Hive East is still not really drawing out the foundation on the supers. This is disappointing. More on this in a moment.

We carefully checked both brood chambers of Hive East for the queen, and found some disturbing signs:

– We did not see the queen (more on this in a moment)
– We found maybe a couple dozen eggs total. While this is good, it’s evidence that there’s a laying problem (and could be laying workers)
– Almost the entire brood chamber is full of honey (ah, ha).

I called Beez Kneez Apiary Supply and talked with Quentin about the situation. He gave me some good advice.

First and foremost, having a brood chamber full of honey is a situation called being “honey bound”. In a honey bound state, the queen won’t lay as much; no place to lay, no laying gets done. So, we need to let things roll for another week, then re-check to see where we are.

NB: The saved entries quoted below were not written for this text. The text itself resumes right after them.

//! # Pricing Operations
//!
//! The checkout pricing rules: delivery fees, promo codes, and the grand
//! total that ties them together.
//!
//! ## How a Quote Is Built
//! ```text
//! ┌─────────────────────────────────────────────────────────────────────────┐
//! │                      compute_grand_total                                │
//! │                                                                         │
//! │  cart ──► cart_subtotal ─────────────────┐                              │
//! │                                          ▼                              │
//! │  selection + area ──► compute_delivery_fee ──► fee                      │
//! │                                          │                              │
//! │  code? ──► apply_promo_code(cart, area, fee) ──► discount               │
//! │                │                                                        │
//! │                ├── InvalidCode ──► warning, discount = 0                │
//! │                └── other error ──► hard failure                         │
//! │                                          │                              │
//! │                                          ▼                              │
//! │                   PricedOrder { subtotal, fee, discount, grand_total }  │
//! └─────────────────────────────────────────────────────────────────────────┘
//! ```
//!
//! Every function here is deterministic over its inputs: no clock, no
//! I/O, no state between calls. Callers must not swallow a hard failure
//! into a fallback fee; that would show the customer a price the order
//! service will reject.

use crate::catalog::StoreConfig;
use crate::error::{PricingError, PricingResult};
use crate::money::Money;
use crate::types::{AppliedPromo, CartLine, CheckoutQuote, DeliverySelection, PricedOrder, PromoKind, PromoWarning};
use crate::validation::{validate_area, validate_cart, validate_code, validate_non_negative};

// =============================================================================
// Subtotal
// =============================================================================

/// Sums the line totals of a cart snapshot.
pub fn cart_subtotal(cart: &[CartLine]) -> Money {
    cart.iter()
        .fold(Money::zero(), |acc, line| acc + line.line_total())
}

// =============================================================================
// Delivery Fee
// =============================================================================

/// Checks that `selection` is selectable at all for `area`.
///
/// Express is available everywhere. Timeframe and pickup require a campus
/// area, and a pickup location must belong to that area's fixed set.
pub fn ensure_selectable(
    config: &StoreConfig,
    selection: &DeliverySelection,
    area: &str,
) -> PricingResult<()> {
    match selection {
        DeliverySelection::Express => Ok(()),
        DeliverySelection::Timeframe { .. } => {
            if config.is_campus_area(area) {
                Ok(())
            } else {
                Err(PricingError::InvalidSelection {
                    option: selection.label().to_string(),
                    area: area.to_string(),
                })
            }
        }
        DeliverySelection::Pickup { location } => {
            if !config.is_campus_area(area) {
                Err(PricingError::InvalidSelection {
                    option: selection.label().to_string(),
                    area: area.to_string(),
                })
            } else if !config.is_valid_pickup(area, location) {
                Err(PricingError::InvalidSelection {
                    option: format!("Pickup at {}", location),
                    area: area.to_string(),
                })
            } else {
                Ok(())
            }
        }
    }
}

/// Computes the delivery fee for a selection.
///
/// ## Behavior
/// - `Express`: flat fee, regardless of subtotal or area
/// - `Timeframe`: free at or above the threshold, else the timeframe fee;
///   campus areas only
/// - `Pickup`: always free; campus areas only, at a listed location
///
/// ## Example
/// ```rust
/// use ollan_checkout::{compute_delivery_fee, DeliverySelection, Money, StoreConfig};
///
/// let config = StoreConfig::default();
/// let fee = compute_delivery_fee(
///     &config,
///     Money::from_naira(2000),
///     &DeliverySelection::Express,
///     "Bodija",
/// )
/// .unwrap();
/// assert_eq!(fee, Money::from_naira(1500));
/// ```
pub fn compute_delivery_fee(
    config: &StoreConfig,
    cart_subtotal: Money,
    selection: &DeliverySelection,
    area: &str,
) -> PricingResult<Money> {
    validate_area(area)?;
    validate_non_negative(cart_subtotal, "cart subtotal")?;
    ensure_selectable(config, selection, area)?;

    let fee = match selection {
        DeliverySelection::Express => config.express_fee,
        DeliverySelection::Timeframe { .. } => {
            if cart_subtotal >= config.free_delivery_threshold {
                Money::zero()
            } else {
                config.timeframe_fee
            }
        }
        DeliverySelection::Pickup { .. } => Money::zero(),
    };

    Ok(fee)
}

// =============================================================================
// Promo Codes
// =============================================================================

/// Applies a promo code against a cart, area, and current delivery fee.
///
/// ## Behavior
/// 1. Normalize the code (trim, case-insensitive allow-list match)
/// 2. Promo codes only work for campus areas (`UnsupportedArea`)
/// 3. Category code: 10% of the supermarket-category subtotal
///    (`NoQualifyingItems` when that subtotal is zero)
/// 4. Free-delivery code: discount equal to the current fee
///    (`AlreadyFree` when the fee is already zero; a no-op is an error,
///    not a silent success)
/// 5. Anything else: `InvalidCode`
///
/// Pure function: mutates nothing, returns the discount plus the kind tag
/// the storefront needs for messaging.
pub fn apply_promo_code(
    config: &StoreConfig,
    code: &str,
    cart: &[CartLine],
    area: &str,
    current_delivery_fee: Money,
) -> PricingResult<AppliedPromo> {
    validate_code(code)?;
    validate_cart(cart)?;
    validate_area(area)?;
    validate_non_negative(current_delivery_fee, "delivery fee")?;

    let normalized = code.trim().to_ascii_uppercase();

    // Area gate comes before allow-list lookup: outside the campus areas
    // even a well-formed code is refused as UnsupportedArea.
    if !config.is_campus_area(area) {
        return Err(PricingError::UnsupportedArea {
            area: area.to_string(),
        });
    }

    match config.classify_code(&normalized) {
        Some(PromoKind::CategoryDiscount) => {
            let qualifying = cart
                .iter()
                .filter(|line| {
                    line.category
                        .as_deref()
                        .is_some_and(|c| config.is_supermarket_category(c))
                })
                .fold(Money::zero(), |acc, line| acc + line.line_total());

            if qualifying.is_zero() {
                return Err(PricingError::NoQualifyingItems { code: normalized });
            }

            let amount = qualifying.discount_amount(config.discount_rate());
            Ok(AppliedPromo {
                code: normalized,
                kind: PromoKind::CategoryDiscount,
                amount,
            })
        }
        Some(PromoKind::FreeDelivery) => {
            if current_delivery_fee.is_zero() {
                return Err(PricingError::AlreadyFree { code: normalized });
            }
            Ok(AppliedPromo {
                code: normalized,
                kind: PromoKind::FreeDelivery,
                amount: current_delivery_fee,
            })
        }
        None => Err(PricingError::InvalidCode { code: normalized }),
    }
}

// =============================================================================
// Grand Total
// =============================================================================

/// Prices a whole checkout: subtotal, delivery fee, promo discount, grand
/// total.
///
/// ## Error Policy
/// An unrecognized code is a customer typo, not a checkout blocker: it is
/// reported in `CheckoutQuote::warning` and the order is priced without a
/// discount. Every other promo or fee failure propagates, because
/// proceeding would misstate the price.
///
/// ## Example
/// ```rust
/// use ollan_checkout::{compute_grand_total, CartLine, DeliverySelection, Money, StoreConfig};
///
/// let config = StoreConfig::default();
/// let cart = vec![CartLine {
///     product_id: "paracetamol-500".to_string(),
///     unit_price: Money::from_naira(500),
///     category: Some("Pain reliever".to_string()),
///     quantity: 2,
/// }];
///
/// let quote = compute_grand_total(
///     &config,
///     &cart,
///     &DeliverySelection::Express,
///     "Bodija",
///     None,
/// )
/// .unwrap();
/// assert_eq!(quote.order.grand_total, Money::from_naira(2500));
/// ```
pub fn compute_grand_total(
    config: &StoreConfig,
    cart: &[CartLine],
    selection: &DeliverySelection,
    area: &str,
    promo_code: Option<&str>,
) -> PricingResult<CheckoutQuote> {
    validate_cart(cart)?;
    validate_area(area)?;

    let subtotal = cart_subtotal(cart);
    let delivery_fee = compute_delivery_fee(config, subtotal, selection, area)?;

    let (promo, warning) = match promo_code {
        None => (None, None),
        Some(code) => match apply_promo_code(config, code, cart, area, delivery_fee) {
            Ok(applied) => (Some(applied), None),
            Err(err @ PricingError::InvalidCode { .. }) => {
                let warning = PromoWarning {
                    code: code.trim().to_ascii_uppercase(),
                    message: err.to_string(),
                };
                (None, Some(warning))
            }
            Err(other) => return Err(other),
        },
    };

    let discount = promo.as_ref().map(|p| p.amount).unwrap_or_default();
    let order = PricedOrder::new(subtotal, delivery_fee, discount);

    Ok(CheckoutQuote {
        order,
        promo,
        warning,
    })
}

// =============================================================================
// Unit Tests
// =============================================================================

Second, there are a variety of ways to induce the bees to build out the foundation in the supers; we could “bait” the supers using either a frame full of honey from the brood chamber (which is a bit problematic because the boxes are different heights, but can be handled), or with a frame with foundation from Hive West (more on that in a moment!), or we could pre-wax the frames for the eastern hive supers, like we did for the brood chamber frames. Quentin suggested that pre-waxing the frames, especially for supers, is very important. He says it’s even more important to pre-wax the supers than the brood chamber. Also, we can pull frames out of the supers, wax them, and reinstall them. Getting the bees to build out foundation in the supers means they can move the honey up from the brood chambers, which means they won’t be honey-bound, which means everything gets better.

Once that starts settling out, we should be able to see a normal queen brood pattern emerge again. We still don’t know if we have the queen we bought, a possibly-still-virgin hatched queen, or if the hive is queenless. But, we’ll know more as soon as there’s space for her majesty to lay.

Hive East is still in trouble. At this point, it’s an OK kind of trouble (lots of honey), but it’s going to get serious, quickly, if we don’t help to fix it.

With Hive East done, we moved on to Hive West. Mainly, we just wanted to make sure that they were not having the same foundation-building problems as the eastern hive. We were very pleased to see that Hive West has at least 2 frames in the lower honey super that are getting filled with honey! W00T! Hive West rocks! We gave them lots of encouraging words, and left them to their devices.

It was also very cool that a couple of the honey cells had different colored honey in them. I should say that, at the moment, these are still “nectar” cells, because until they’re capped, they’re not officially honey. But there were two different colors! Nifty. I’m very excited to think that we might get some honey off of Hive West this year!

Go Hive West!
Straighten up and fly right, Hive East.